B615-JV1
Film Review Of The Yards
Copyright © by Joe Valdez, 9/6/07
Leo Handler (Mark Wahlberg) returns to Queens after serving a sixteen
month prison sentence for auto theft. Guests at his welcome home party include
his buddy Willie (Joaquin Phoenix), his ailing mother (Ellen Burstyn), his aunt
(Faye Dunaway) and his cousin Erica (Charlize Theron), who has become Willie’s
girlfriend, in spite of a history she once had with Leo.
Leo visits his uncle Frank (James Caan), owner of a manufacturing company
that supplies the New York subway. Leo is under the impression that Frank is a
powerful figure in the borough and can help him, but his uncle suggests that his
nephew consider vocational school. Instead, Leo starts working with Willie, who
Frank entrusts with keeping the various city officials who award subway
contracts happy with cash or Knicks tickets.
Willie is also in charge of a crew who routinely go to the railyards to
wreck the equipment of the competition. Leo comes along as a lookout, but things
get out of hand; Willie kills a night watchman, and Leo puts a cop in the
hospital. Not sure Leo can be trusted to keep quiet if he’s arrested, Willie
reluctantly notifies him that he has to take care of the cop.
James Gray was a graduate of USC Film School. His debut feature – a
deliberately paced crime drama starring Tim Roth called Little Odessa - had been well received in 1994. Gray’s father
worked for a company that supplied New York subways, and for his sophomore
effort, Gray was writing a script incorporating stories he’d heard, along with
tales of corruption in the city during the ‘80s.
Gray’s script was close to 200 pages long. Harvey Weinstein -
co-chairman of Miramax Films with his brother Bob - demanded that Gray get it
into focus. He was allowed to bring in a classmate from USC named Matt Reeves to
rewrite it. The strength of their finished product attracted Mark Wahlberg, who
had just become a star, and Joaquin Phoenix and Charlize Theron, who were on the
verge of becoming stars.
With a budget of $17.7 million, The
Yards went before the cameras in the summer of 1998. Gray delivered his cut
of the picture in September. Put before a test audience, it did not score well.
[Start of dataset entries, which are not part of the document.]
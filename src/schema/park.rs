//! The National Park satisfaction and behavior survey.

use super::*;
use crate::errors::SchemaError;

const TRIP_REASONS: &[&str] = &[
    "Sightseeing",
    "Hiking",
    "Camping",
    "Wildlife viewing",
    "Photography",
    "Visiting friends or family nearby",
    "Passing through",
    "Attending an event",
    "Education or research",
    "Work or business",
    "Rest and relaxation",
];

const MOTIVATIONS: &[&str] = &[
    "Enjoy the scenery",
    "View wildlife",
    "Get exercise",
    "Spend time with family",
    "Spend time with friends",
    "Learn about nature",
    "Learn about history",
    "Experience solitude",
    "Relieve stress",
    "Take photographs",
    "Challenge myself physically",
    "Get away from the city",
    "Visit a bucket-list destination",
];

const LODGING: &[&str] = &[
    "Campground inside the park",
    "Lodge or hotel inside the park",
    "Backcountry camping",
    "Campground outside the park",
    "Hotel or motel outside the park",
    "Vacation rental",
    "Home of friends or family",
    "Other lodging",
];

const PARK_ATTRIBUTES: &[&str] = &[
    "Visitor center",
    "Park rangers and staff",
    "Trail conditions",
    "Trail signs",
    "Restrooms",
    "Campgrounds",
    "Picnic areas",
    "Parking",
    "Park roads",
    "Shuttle service",
    "Entrance station",
    "Park website",
    "Maps and brochures",
    "Exhibits",
    "Ranger programs",
    "Wildlife",
    "Scenic views",
    "Natural quiet",
    "Clean air",
    "Dark night skies",
    "Historic sites",
    "Food services",
    "Gift shops",
    "Lodging",
    "Accessibility",
    "Personal safety",
    "Cell phone coverage",
    "Level of crowding",
    "Value for the entrance fee",
];

const BEHAVIORS: &[&str] = &[
    "Stayed on designated trails",
    "Packed out all trash",
    "Kept a safe distance from wildlife",
    "Recycled",
    "Used the park shuttle",
    "Refilled reusable water bottles",
    "Read interpretive signs",
    "Followed fire regulations",
    "Kept noise to a minimum",
    "Left rocks, plants and artifacts in place",
    "Camped only in designated sites",
    "Kept pets on a leash",
    "Shared trails courteously",
];

const VALUED_ASPECTS: &[&str] = &[
    "Scenery",
    "Wildlife",
    "Solitude",
    "Outdoor recreation",
    "History",
    "Education",
    "Time with family and friends",
    "Physical challenge",
    "Photography",
    "Cultural heritage",
];

/// Build the full survey. Fails only if the definition below is inconsistent.
pub fn national_park_survey() -> Result<SurveySchema, SchemaError> {
    SurveySchema::builder()
        .single("q1", "Please indicate your age.", AGES)
        .single("q2", "What is your gender?", GENDER)
        .single("q3", "Are you Hispanic or Latino?", YES_NO)
        .multi(
            "q4",
            "Which of these categories best indicates your race?",
            RACE,
        )
        .help("Please select one or more.")
        .single(
            "q5",
            "What is the highest level of education you have completed?",
            EDUCATION,
        )
        .single("q6", "What is your annual household income?", INCOME)
        .text("q7", "What is your home ZIP code?", 10)
        .single("q8", "Is this your first visit to this National Park?", YES_NO)
        .text(
            "q9",
            "Including this trip, how many times have you visited this park?",
            50,
        )
        .integer("q10_1", "Number of adults (18 and over) in your group")
        .integer("q10_2", "Number of children (under 18) in your group")
        .single_matrix(
            "q11",
            "What is the primary purpose of your trip? Please select your top three \
             reasons that best describe the overall purpose of your trip.",
            TRIP_REASONS,
            TRIP_RANK,
        )
        .multi_with_other(
            "q12",
            "How did you learn about this park?",
            INFO_SOURCES,
            "q12_23_text",
        )
        .help("Please select all that apply.")
        .text("q12_23_text", "Other source", 255)
        .text("q13", "What did you enjoy most about your visit?", 2000)
        .text("q14", "What did you enjoy least about your visit?", 2000)
        .text("q15", "What could the park do to improve your visit?", 2000)
        .single(
            "q16",
            "Overall, how satisfied were you with your visit?",
            SATISFACTION,
        )
        .single_matrix(
            "q17",
            "How important was each of the following reasons for your visit?",
            MOTIVATIONS,
            IMPORTANCE,
        )
        .single_matrix(
            "q18",
            "How well were you able to achieve your motivations? \
             (If it is not applicable, please select not applicable)",
            MOTIVATIONS,
            ACHIEVEMENT,
        )
        .multi_with_other(
            "q19",
            "How did you travel to the park?",
            TRANSPORT,
            "q19_6_text",
        )
        .text("q19_6_text", "Other means of travel", 255)
        .multi_with_other(
            "q20",
            "Which activities did you take part in during your visit?",
            ACTIVITIES,
            "q20_10_text",
        )
        .text("q20_10_text", "Other activity", 255)
        .integer_matrix(
            "q21",
            "Where did you stay during your National Park visit and how many nights \
             for each?",
            LODGING,
        )
        .single_matrix(
            "q22_1",
            "Please indicate the level of importance of the following items for your \
             visit to this National Park.",
            PARK_ATTRIBUTES,
            IMPORTANCE,
        )
        .single_matrix(
            "q22_2",
            "Please indicate the quality of your experience with the following items \
             based on your visit.",
            PARK_ATTRIBUTES,
            QUALITY,
        )
        .single(
            "q23",
            "Would you recommend this park to friends or family?",
            RECOMMEND,
        )
        .single_matrix(
            "q24",
            "How frequently did you do the following during your National Park visit? \
             (If not applicable, please select not applicable)",
            BEHAVIORS,
            FREQUENCY,
        )
        .text(
            "q25",
            "Is there anything else you would like to tell us about your visit?",
            2000,
        )
        .single(
            "q26",
            "How likely are you to visit this park again?",
            LIKELIHOOD,
        )
        .single("q27", "Who did you travel with on this trip?", GROUP_TYPE)
        .integer_matrix(
            "q28",
            "Please rank the following National Park aspects from 1 to 10, with 1 being \
             the most valuable aspect to you and 10 being the least valuable aspect to you.",
            VALUED_ASPECTS,
        )
        .build()
}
Weinstein insisted on an ending that was more upbeat, which Gray conceded to and
shot over three days in May 1999. Miramax was still not pleased with the
response the film was getting, and buried it for another year in
post-production.
Gray received an invitation to screen The Yards at the Cannes Film Festival in May 2000. Reaction was
mixed. Some critics praised the artistry of the film’s look, while many panned
its clichéd plot. It was finally released in October 2000 - without TV
commercials - in only 150 theaters. It disappeared with less than $1 million at
the U.S. box office.
The Yards landed on a few top
ten critics lists that year, but it wouldn’t surprise me if after further
reflection, it ends up on some lists of the best films of the decade. The story
is old hat, but absolutely nothing about the way Gray frames that story is. He
favors a quiet, elegant ambiance, and cast actors who give some of the greatest
performances of their careers.
With director of photography Harris Savides, Gray bathes the film in
painterly melancholy. It’s like Michael Mann low budget; a crime film, but one
replacing macho intensity with seductive beauty. Rooms are as dim as any since
Gordon Willis lit The Godfather.
Characters whisper, hold back their emotions. There’s no more joy than you’d
encounter at a funeral wake, but Gray isn’t making a fun B-movie here. This is
an A-film with style and class.
Mark Wahlberg’s role is one he was born to play – a working class kid
brooding with menace and resentment - and he gives a career performance. Joaquin
Phoenix is as charismatic as Wahlberg is restrained, demonstrating brilliant
emotional range. Theron shows equal if not greater depth. She has a scene with
James Caan where she swallows her pride and begs her stepfather to help Wahlberg
that blew me away in how soulful she plays it.
The film flawlessly cast, pairing two generations of terrific actors.
Caan and Dunaway are sublime in this, expressing so much with a bare minimum of
dialogue, while Ellen Burstyn’s chemistry with Wahlberg is something special.
I cannot praise the performances in this film enough. Costume designer Michael
Clancy and art director Judy Rhee deserve a lot of credit. This cast looks
working class.
Composer Howard Shore adapted “Saturn” from Gustav Holst’s “Planets Suite”, but the film uses little music and even less dialogue, instead utilizing terrific sound design to set a vivid mood among the rustic railyards. The story is as old as the hills; Gray had to know this would never appeal to a mass audience. I didn’t exactly go bananas for The Yards in 2000, but I’m bananas about it now, and strongly recommend it.